Open Notebook routinely processes work that takes seconds to minutes: ingesting and embedding large volumes of content, generating insights, producing podcast episodes. Users run it on machines of very different sizes — from small home servers to beefy workstations — so the same job can be fast on one deployment and slow on another. None of that may lock product usage: the API and UI must stay responsive while heavy work happens (async-first principle).

Decision

Long-running operations run as background jobs on a dedicated worker process, never inline in the API request cycle. Submission is fire-and-forget (returns a job id immediately), status is observable (/commands/{id}), failures are explicit (permanent vs. retriable), and the UI polls or resumes rather than blocking.
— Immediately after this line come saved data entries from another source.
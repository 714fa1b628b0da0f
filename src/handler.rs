//! Handler trait and type erasure.
//!
//! # How async handlers are stored
//!
//! The router holds handlers of *different* types in one
//! `HashMap<Method, Tree>`, so each is hidden behind `dyn ErasedHandler<S>`:
//!
//! ```text
//! async fn shoes(req: Request, catalog: Arc<Catalog>) -> Response { … }
//!        ↓ router.get("/shoes", shoes)
//! shoes.into_boxed_handler()                       ← Handler blanket impl
//!        ↓
//! Arc::new(FnHandler(shoes))                       ← stored as BoxedHandler<S>
//!        ↓
//! handler.call(req, state)  at request time        ← one vtable dispatch
//! ```
//!
//! The shared state `S` is loaded once at start-up and handed to every call
//! as an `Arc<S>`; handlers never reach for globals.

use std::future::Future;
use std::pin::Pin;
use std::sync::Arc;

use crate::request::Request;
use crate::response::{IntoResponse, Response};

/// A heap-allocated, type-erased future that resolves to a [`Response`].
pub(crate) type BoxFuture = Pin<Box<dyn Future<Output = Response> + Send + 'static>>;

/// Internal dispatch interface.
///
/// `#[doc(hidden)] pub` rather than `pub(crate)` because it appears in the
/// return type of the public `Handler` trait's `into_boxed_handler` method.
#[doc(hidden)]
pub trait ErasedHandler<S> {
    fn call(&self, req: Request, state: Arc<S>) -> BoxFuture;
}

/// A type-erased handler shared across concurrent requests.
#[doc(hidden)]
pub type BoxedHandler<S> = Arc<dyn ErasedHandler<S> + Send + Sync + 'static>;

/// Implemented for every valid route handler.
///
/// Satisfied automatically by any function with the shape
///
/// ```text
/// async fn name(req: Request, state: Arc<S>) -> impl IntoResponse
/// ```
///
/// The trait is sealed: only the blanket impl below can satisfy it.
pub trait Handler<S>: private::Sealed<S> + Send + Sync + 'static {
    #[doc(hidden)]
    fn into_boxed_handler(self) -> BoxedHandler<S>;
}

mod private {
    pub trait Sealed<S> {}
}

impl<F, Fut, R, S> private::Sealed<S> for F
where
    F: Fn(Request, Arc<S>) -> Fut + Send + Sync + 'static,
    Fut: Future<Output = R> + Send + 'static,
    R: IntoResponse + Send + 'static,
{
}

impl<F, Fut, R, S> Handler<S> for F
where
    F: Fn(Request, Arc<S>) -> Fut + Send + Sync + 'static,
    Fut: Future<Output = R> + Send + 'static,
    R: IntoResponse + Send + 'static,
    S: Send + Sync + 'static,
{
    fn into_boxed_handler(self) -> BoxedHandler<S> {
        Arc::new(FnHandler(self))
    }
}

/// Bridges a concrete handler `F` to the trait-object world.
struct FnHandler<F>(F);

impl<F, Fut, R, S> ErasedHandler<S> for FnHandler<F>
where
    F: Fn(Request, Arc<S>) -> Fut + Send + Sync,
    Fut: Future<Output = R> + Send + 'static,
    R: IntoResponse + Send + 'static,
{
    fn call(&self, req: Request, state: Arc<S>) -> BoxFuture {
        let fut = (self.0)(req, state);
        Box::pin(async move { fut.await.into_response() })
    }
}
//! shopfront server binary.
//!
//! Run with:
//!   RUST_LOG=info cargo run
//!
//! Try:
//!   curl http://localhost:8080/
//!   curl -H 'X-PJAX: true' http://localhost:8080/jewelry
//!   curl -H 'Accept: application/json' http://localhost:8080/cards/shoes

use std::sync::Arc;

use shopfront::catalog::Properties;
use shopfront::config::{Config, SystemEnvironment};
use shopfront::{logging, routes, Error, Server};

#[tokio::main]
async fn main() -> Result<(), Error> {
    let config = Config::from_env(&SystemEnvironment)?;
    logging::init(config.log_format);

    let props = Properties::load(&config.catalog_path)?;

    Server::bind(config.addr)
        .serve(routes::router(), Arc::new(props))
        .await
}
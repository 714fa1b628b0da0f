//! Unified error type.

use std::path::PathBuf;

/// The error type returned by shopfront's fallible operations.
///
/// Application-level outcomes (404, 406, etc.) are expressed as HTTP
/// [`Response`](crate::Response) values, not as `Error`s. This type surfaces
/// infrastructure failures: reading settings, loading the catalog file,
/// binding to a port or accepting a connection.
#[derive(Debug, thiserror::Error)]
pub enum Error {
    #[error("io: {0}")]
    Io(#[from] std::io::Error),

    #[error("invalid setting `{name}`: {reason}")]
    Config { name: String, reason: String },

    #[error("cannot read catalog `{}`: {source}", .path.display())]
    Catalog {
        path: PathBuf,
        #[source]
        source: std::io::Error,
    },

    #[error("malformed catalog: {0}")]
    CatalogFormat(#[from] toml::de::Error),
}
//! Incoming HTTP request type.

use std::collections::HashMap;

use http::HeaderMap;

/// An incoming request, as seen by a handler.
///
/// Every catalog route is a `GET`, so the body is never read.
pub struct Request {
    pub(crate) headers: HeaderMap,
    pub(crate) params: HashMap<String, String>,
}

impl Request {
    pub(crate) fn new(headers: HeaderMap, params: HashMap<String, String>) -> Self {
        Self { headers, params }
    }

    pub fn headers(&self) -> &HeaderMap { &self.headers }

    /// Case-insensitive header lookup.
    ///
    /// Returns `Some("")` for a header that is present but empty, and `None`
    /// for a missing header or one whose value is not visible ASCII.
    pub fn header(&self, name: &str) -> Option<&str> {
        self.headers.get(name).and_then(|v| v.to_str().ok())
    }

    /// Whether the header is present at all, whatever its value.
    pub fn has_header(&self, name: &str) -> bool {
        self.headers.contains_key(name)
    }

    /// Returns a named path parameter.
    ///
    /// For a route `/cards/{cardtype}`, `req.param("cardtype")` on
    /// `/cards/shoes` returns `Some("shoes")`.
    pub fn param(&self, key: &str) -> Option<&str> {
        self.params.get(key).map(String::as_str)
    }
}

#[cfg(test)]
impl Request {
    pub(crate) fn blank() -> Self {
        Self::new(HeaderMap::new(), HashMap::new())
    }

    pub(crate) fn with_header(mut self, name: &'static str, value: &str) -> Self {
        let value = http::HeaderValue::from_str(value).expect("valid header value");
        self.headers.append(name, value);
        self
    }

    pub(crate) fn with_param(mut self, key: &str, value: &str) -> Self {
        self.params.insert(key.to_owned(), value.to_owned());
        self
    }
}
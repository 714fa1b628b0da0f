//! Catalog items and the property-driven list builder.

use serde::Serialize;

use crate::catalog::{Category, PropertySource};

/// Number of items on one catalog page.
pub const PAGE_SIZE: usize = 9;

/// One catalog card: an image and a description, either of which may be
/// missing from the catalog.
#[derive(Clone, Debug, Default, Eq, PartialEq, Serialize)]
pub struct Item {
    #[serde(rename = "imageUrl")]
    pub image_url: Option<String>,
    #[serde(rename = "itemDescription")]
    pub description: Option<String>,
}

impl Item {
    pub fn new(image_url: Option<String>, description: Option<String>) -> Self {
        Self { image_url, description }
    }
}

/// Property key holding the image URL of item `index` in `category`.
pub fn image_url_key(category: Category, index: usize) -> String {
    format!("{}.item{index}ImageUrl", category.key_prefix())
}

/// Property key holding the description of item `index` in `category`.
pub fn description_key(category: Category, index: usize) -> String {
    format!("{}.item{index}Description", category.key_prefix())
}

/// Builds `page_size` items for `category`, in index order.
///
/// Item `i` reads `"{prefix}.item{i}ImageUrl"` and
/// `"{prefix}.item{i}Description"`. A missing property leaves the field
/// empty; the list always has exactly `page_size` entries.
pub fn build_item_list<P>(category: Category, source: &P, page_size: usize) -> Vec<Item>
where
    P: PropertySource + ?Sized,
{
    (0..page_size)
        .map(|i| {
            Item::new(
                source.property(&image_url_key(category, i)).map(str::to_owned),
                source.property(&description_key(category, i)).map(str::to_owned),
            )
        })
        .collect()
}

/// One page of [`PAGE_SIZE`] items for `category`.
///
/// Always starts at the first item; repeated calls return the same page.
pub fn page<P>(category: Category, source: &P) -> Vec<Item>
where
    P: PropertySource + ?Sized,
{
    build_item_list(category, source, PAGE_SIZE)
}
The queue implementation is deliberately an implementation detail behind this decision. Today it's surreal-commands — chosen because it reuses the SurrealDB we already run, adding zero infrastructure for self-hosters (ADR-001). A move to Celery is under evaluation as part of the Platform v-next cluster (#381); if it happens, it replaces the implementation, not this decision.

Alternatives considered

  • Run heavy work inline in API handlers — simplest, but locks the product for minutes and ties job success to the HTTP connection.
  • FastAPI BackgroundTasks / asyncio tasks — no persistence: jobs die with the process, no status tracking, no retry.
  • Celery + Redis from the start — battle-tested, but two extra services for self-hosters before we knew we needed the features.

Consequences

  • A worker process is required for anything async to actually run (documented in the root AGENTS.md; forgetting it is a silent-queue failure mode).
  • Features must be designed for the job model: idempotent-ish under retry, explicit permanent failures (ValueError → no retry), status exposed to the UI (e.g. podcasts use max_attempts: 1 + an explicit retry endpoint).
  • Deployment has one more moving part than a monolith — the price of not locking usage on slow machines.